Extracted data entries
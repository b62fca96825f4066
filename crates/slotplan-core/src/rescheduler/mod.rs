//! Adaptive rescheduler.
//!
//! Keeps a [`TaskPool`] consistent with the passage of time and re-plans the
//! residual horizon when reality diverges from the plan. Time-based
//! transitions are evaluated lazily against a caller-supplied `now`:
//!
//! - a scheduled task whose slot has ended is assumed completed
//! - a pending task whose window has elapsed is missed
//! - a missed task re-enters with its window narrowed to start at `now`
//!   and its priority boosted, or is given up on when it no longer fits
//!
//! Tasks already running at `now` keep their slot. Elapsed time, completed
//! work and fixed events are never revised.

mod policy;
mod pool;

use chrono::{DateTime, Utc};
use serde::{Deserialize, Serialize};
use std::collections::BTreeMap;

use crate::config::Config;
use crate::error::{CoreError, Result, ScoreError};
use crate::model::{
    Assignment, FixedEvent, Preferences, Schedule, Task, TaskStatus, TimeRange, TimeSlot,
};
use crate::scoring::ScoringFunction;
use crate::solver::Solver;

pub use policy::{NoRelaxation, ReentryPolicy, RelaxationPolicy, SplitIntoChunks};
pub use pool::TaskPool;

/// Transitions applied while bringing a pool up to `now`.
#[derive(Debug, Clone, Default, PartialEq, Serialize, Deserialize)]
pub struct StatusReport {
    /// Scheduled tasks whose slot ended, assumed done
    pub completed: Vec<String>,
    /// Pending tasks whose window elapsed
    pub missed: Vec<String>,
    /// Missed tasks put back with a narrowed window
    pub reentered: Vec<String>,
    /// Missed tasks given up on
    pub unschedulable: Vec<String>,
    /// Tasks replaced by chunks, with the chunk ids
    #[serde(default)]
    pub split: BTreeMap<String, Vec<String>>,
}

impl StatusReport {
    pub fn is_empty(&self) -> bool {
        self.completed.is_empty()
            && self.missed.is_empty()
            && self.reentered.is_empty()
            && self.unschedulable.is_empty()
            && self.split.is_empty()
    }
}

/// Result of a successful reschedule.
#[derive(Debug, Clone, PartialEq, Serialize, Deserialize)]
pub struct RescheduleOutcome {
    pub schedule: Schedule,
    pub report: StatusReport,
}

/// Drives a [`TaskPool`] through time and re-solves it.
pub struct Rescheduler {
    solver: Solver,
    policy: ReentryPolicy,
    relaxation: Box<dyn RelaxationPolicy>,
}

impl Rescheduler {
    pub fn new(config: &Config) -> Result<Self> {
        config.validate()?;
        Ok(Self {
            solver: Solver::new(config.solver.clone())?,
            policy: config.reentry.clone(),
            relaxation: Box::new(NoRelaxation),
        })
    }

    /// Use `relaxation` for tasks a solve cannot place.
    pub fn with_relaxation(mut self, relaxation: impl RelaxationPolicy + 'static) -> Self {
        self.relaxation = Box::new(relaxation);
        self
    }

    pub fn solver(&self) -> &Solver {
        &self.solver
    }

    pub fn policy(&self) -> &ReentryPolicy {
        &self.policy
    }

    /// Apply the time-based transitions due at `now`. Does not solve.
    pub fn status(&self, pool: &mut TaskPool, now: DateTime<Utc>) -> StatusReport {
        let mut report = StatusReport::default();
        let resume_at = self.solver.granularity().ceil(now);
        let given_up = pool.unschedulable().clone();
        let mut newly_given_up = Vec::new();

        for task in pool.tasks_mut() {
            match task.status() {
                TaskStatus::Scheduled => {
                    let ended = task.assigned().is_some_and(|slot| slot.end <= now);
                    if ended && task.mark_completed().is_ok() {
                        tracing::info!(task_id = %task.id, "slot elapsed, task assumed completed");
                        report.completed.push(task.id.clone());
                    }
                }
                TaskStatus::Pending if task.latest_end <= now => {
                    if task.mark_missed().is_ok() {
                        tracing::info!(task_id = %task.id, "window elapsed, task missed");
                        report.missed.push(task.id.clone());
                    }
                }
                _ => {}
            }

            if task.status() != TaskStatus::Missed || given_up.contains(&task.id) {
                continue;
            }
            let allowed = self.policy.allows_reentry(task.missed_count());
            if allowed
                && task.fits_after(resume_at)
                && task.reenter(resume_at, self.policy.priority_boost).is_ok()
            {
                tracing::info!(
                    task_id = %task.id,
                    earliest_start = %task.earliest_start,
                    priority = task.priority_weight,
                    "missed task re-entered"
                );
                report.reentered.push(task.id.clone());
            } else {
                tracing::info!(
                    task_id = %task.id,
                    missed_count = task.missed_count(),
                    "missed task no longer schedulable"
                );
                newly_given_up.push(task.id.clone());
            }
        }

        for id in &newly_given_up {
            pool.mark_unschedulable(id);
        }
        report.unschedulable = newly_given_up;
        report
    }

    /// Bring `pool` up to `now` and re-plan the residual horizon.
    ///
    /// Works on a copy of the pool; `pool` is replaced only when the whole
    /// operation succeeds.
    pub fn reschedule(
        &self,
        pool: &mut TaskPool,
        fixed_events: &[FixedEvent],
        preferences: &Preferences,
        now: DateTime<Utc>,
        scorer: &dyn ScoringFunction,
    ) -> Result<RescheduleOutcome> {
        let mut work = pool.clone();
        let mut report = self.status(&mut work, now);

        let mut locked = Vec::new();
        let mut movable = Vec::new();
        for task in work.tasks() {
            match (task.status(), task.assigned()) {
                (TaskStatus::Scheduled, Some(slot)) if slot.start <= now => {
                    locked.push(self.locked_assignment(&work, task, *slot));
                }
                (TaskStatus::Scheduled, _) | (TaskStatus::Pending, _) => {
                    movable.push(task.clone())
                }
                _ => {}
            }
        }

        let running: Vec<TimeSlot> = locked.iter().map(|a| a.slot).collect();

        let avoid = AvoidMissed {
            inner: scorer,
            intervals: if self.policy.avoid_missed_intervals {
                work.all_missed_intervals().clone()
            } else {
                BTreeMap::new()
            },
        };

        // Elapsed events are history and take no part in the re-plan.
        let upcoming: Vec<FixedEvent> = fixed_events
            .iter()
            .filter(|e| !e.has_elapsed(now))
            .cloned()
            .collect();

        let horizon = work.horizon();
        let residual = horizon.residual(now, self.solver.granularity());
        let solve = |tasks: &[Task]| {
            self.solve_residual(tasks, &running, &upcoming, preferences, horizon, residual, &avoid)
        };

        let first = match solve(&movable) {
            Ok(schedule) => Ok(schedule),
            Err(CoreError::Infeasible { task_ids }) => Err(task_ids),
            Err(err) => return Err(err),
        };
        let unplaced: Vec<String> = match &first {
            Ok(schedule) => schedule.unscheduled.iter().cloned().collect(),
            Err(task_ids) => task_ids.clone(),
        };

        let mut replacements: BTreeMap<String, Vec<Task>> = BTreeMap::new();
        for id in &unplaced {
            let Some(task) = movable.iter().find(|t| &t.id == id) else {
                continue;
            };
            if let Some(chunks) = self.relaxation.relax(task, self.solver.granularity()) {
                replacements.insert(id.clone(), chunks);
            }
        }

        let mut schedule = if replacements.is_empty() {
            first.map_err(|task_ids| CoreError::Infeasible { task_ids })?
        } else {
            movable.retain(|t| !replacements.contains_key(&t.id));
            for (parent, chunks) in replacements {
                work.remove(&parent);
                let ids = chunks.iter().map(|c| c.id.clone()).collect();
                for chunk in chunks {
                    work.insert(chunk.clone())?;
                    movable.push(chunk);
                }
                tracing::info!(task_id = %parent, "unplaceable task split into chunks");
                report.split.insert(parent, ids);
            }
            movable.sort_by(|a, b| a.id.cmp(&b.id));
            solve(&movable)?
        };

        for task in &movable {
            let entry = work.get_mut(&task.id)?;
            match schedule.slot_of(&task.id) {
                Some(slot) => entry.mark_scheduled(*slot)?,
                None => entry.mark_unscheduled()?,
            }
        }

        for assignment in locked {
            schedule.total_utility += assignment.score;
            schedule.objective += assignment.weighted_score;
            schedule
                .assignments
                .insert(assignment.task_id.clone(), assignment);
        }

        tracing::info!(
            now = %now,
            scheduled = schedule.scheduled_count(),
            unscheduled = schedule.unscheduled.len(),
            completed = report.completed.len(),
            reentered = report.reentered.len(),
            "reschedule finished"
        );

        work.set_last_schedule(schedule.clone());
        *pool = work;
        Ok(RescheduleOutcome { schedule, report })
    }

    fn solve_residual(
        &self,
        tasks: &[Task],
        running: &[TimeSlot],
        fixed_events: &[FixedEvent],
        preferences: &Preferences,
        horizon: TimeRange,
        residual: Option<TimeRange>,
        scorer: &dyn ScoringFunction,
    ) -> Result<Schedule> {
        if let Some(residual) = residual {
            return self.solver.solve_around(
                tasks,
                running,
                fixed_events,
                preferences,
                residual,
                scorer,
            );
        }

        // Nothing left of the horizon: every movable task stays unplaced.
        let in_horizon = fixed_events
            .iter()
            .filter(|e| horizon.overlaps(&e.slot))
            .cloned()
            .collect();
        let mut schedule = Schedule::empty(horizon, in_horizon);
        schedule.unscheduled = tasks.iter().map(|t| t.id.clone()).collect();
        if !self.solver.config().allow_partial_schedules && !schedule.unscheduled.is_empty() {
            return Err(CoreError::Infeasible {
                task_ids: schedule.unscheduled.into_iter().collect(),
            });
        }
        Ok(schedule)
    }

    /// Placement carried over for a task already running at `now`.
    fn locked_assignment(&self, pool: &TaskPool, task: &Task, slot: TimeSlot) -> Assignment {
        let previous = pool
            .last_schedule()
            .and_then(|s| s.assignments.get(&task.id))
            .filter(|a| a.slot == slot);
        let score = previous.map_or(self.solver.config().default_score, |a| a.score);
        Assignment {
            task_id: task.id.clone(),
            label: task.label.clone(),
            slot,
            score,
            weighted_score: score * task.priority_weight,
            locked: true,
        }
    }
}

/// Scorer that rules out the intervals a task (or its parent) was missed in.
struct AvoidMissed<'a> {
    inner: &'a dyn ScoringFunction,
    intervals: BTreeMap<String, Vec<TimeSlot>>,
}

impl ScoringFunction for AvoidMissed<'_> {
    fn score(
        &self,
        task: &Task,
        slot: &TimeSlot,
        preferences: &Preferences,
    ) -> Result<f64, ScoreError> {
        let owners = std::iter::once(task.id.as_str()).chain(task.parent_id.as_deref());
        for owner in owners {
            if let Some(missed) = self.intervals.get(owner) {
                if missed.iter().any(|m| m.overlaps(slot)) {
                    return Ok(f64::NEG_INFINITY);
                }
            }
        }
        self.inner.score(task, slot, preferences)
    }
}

▸ Task instructions: When the word "solver" occurs in a line above, list that line.

▸ Expected answer:
use crate::solver::Solver;
    solver: Solver,
            solver: Solver::new(config.solver.clone())?,
    pub fn solver(&self) -> &Solver {
        &self.solver
        let resume_at = self.solver.granularity().ceil(now);
        let residual = horizon.residual(now, self.solver.granularity());
            if let Some(chunks) = self.relaxation.relax(task, self.solver.granularity()) {
            return self.solver.solve_around(
        if !self.solver.config().allow_partial_schedules && !schedule.unscheduled.is_empty() {
        let score = previous.map_or(self.solver.config().default_score, |a| a.score);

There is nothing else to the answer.